EXERCISE DESCRIPTION →
Copy the entire listing exactly.

SUPPLIED ENTRIES →
== Segment start ==

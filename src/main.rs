use tixwatch::cli;

#[tokio::main]
async fn main() {
    tracing_subscriber::fmt()
        .with_env_filter(
            tracing_subscriber::EnvFilter::try_from_default_env()
                .unwrap_or_else(|_| tracing_subscriber::EnvFilter::new("info")),
        )
        .init();

    cli::run().await;
}
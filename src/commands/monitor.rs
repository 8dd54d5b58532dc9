use std::path::PathBuf;
use std::sync::atomic::{AtomicBool, Ordering};
use std::sync::Arc;
use tracing::info;

use crate::config::MonitorConfig;
use crate::worker;

pub async fn run(config_path: PathBuf, once: bool) {
    let mut config = match MonitorConfig::from_file(&config_path) {
        Ok(config) => config,
        Err(e) => {
            eprintln!("❌ {}", e);
            eprintln!("   Copy tixwatch.example.toml to {} and edit it first.", config_path.display());
            std::process::exit(1);
        }
    };

    if once {
        config.run_once = true;
    }

    // Ctrl-C sets the stop flag; the loop observes it at its wait ticks
    let stop = Arc::new(AtomicBool::new(false));
    let stop_flag = stop.clone();
    tokio::spawn(async move {
        tokio::signal::ctrl_c().await.ok();
        info!("Stopping...");
        stop_flag.store(true, Ordering::Relaxed);
    });

    if let Err(e) = worker::run_monitor(config, stop).await {
        eprintln!("❌ Monitor failed: {}", e);
        std::process::exit(1);
    }
}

== Segment end ==

ANSWER BOX →
filename src/main.rs
use tixwatch::cli;

#[tokio::main]
async fn main() {
    tracing_subscriber::fmt()
        .with_env_filter(
            tracing_subscriber::EnvFilter::try_from_default_env()
                .unwrap_or_else(|_| tracing_subscriber::EnvFilter::new("info")),
        )
        .init();

    cli::run().await;
}
filename src/commands/monitor.rs
repository 8dd54d5b58532dc9
use std::path::PathBuf;
use std::sync::atomic::{AtomicBool, Ordering};
use std::sync::Arc;
use tracing::info;

use crate::config::MonitorConfig;
use crate::worker;

pub async fn run(config_path: PathBuf, once: bool) {
    let mut config = match MonitorConfig::from_file(&config_path) {
        Ok(config) => config,
        Err(e) => {
            eprintln!("❌ {}", e);
            eprintln!("   Copy tixwatch.example.toml to {} and edit it first.", config_path.display());
            std::process::exit(1);
        }
    };

    if once {
        config.run_once = true;
    }

    // Ctrl-C sets the stop flag; the loop observes it at its wait ticks
    let stop = Arc::new(AtomicBool::new(false));
    let stop_flag = stop.clone();
    tokio::spawn(async move {
        tokio::signal::ctrl_c().await.ok();
        info!("Stopping...");
        stop_flag.store(true, Ordering::Relaxed);
    });

    if let Err(e) = worker::run_monitor(config, stop).await {
        eprintln!("❌ Monitor failed: {}", e);
        std::process::exit(1);
    }
}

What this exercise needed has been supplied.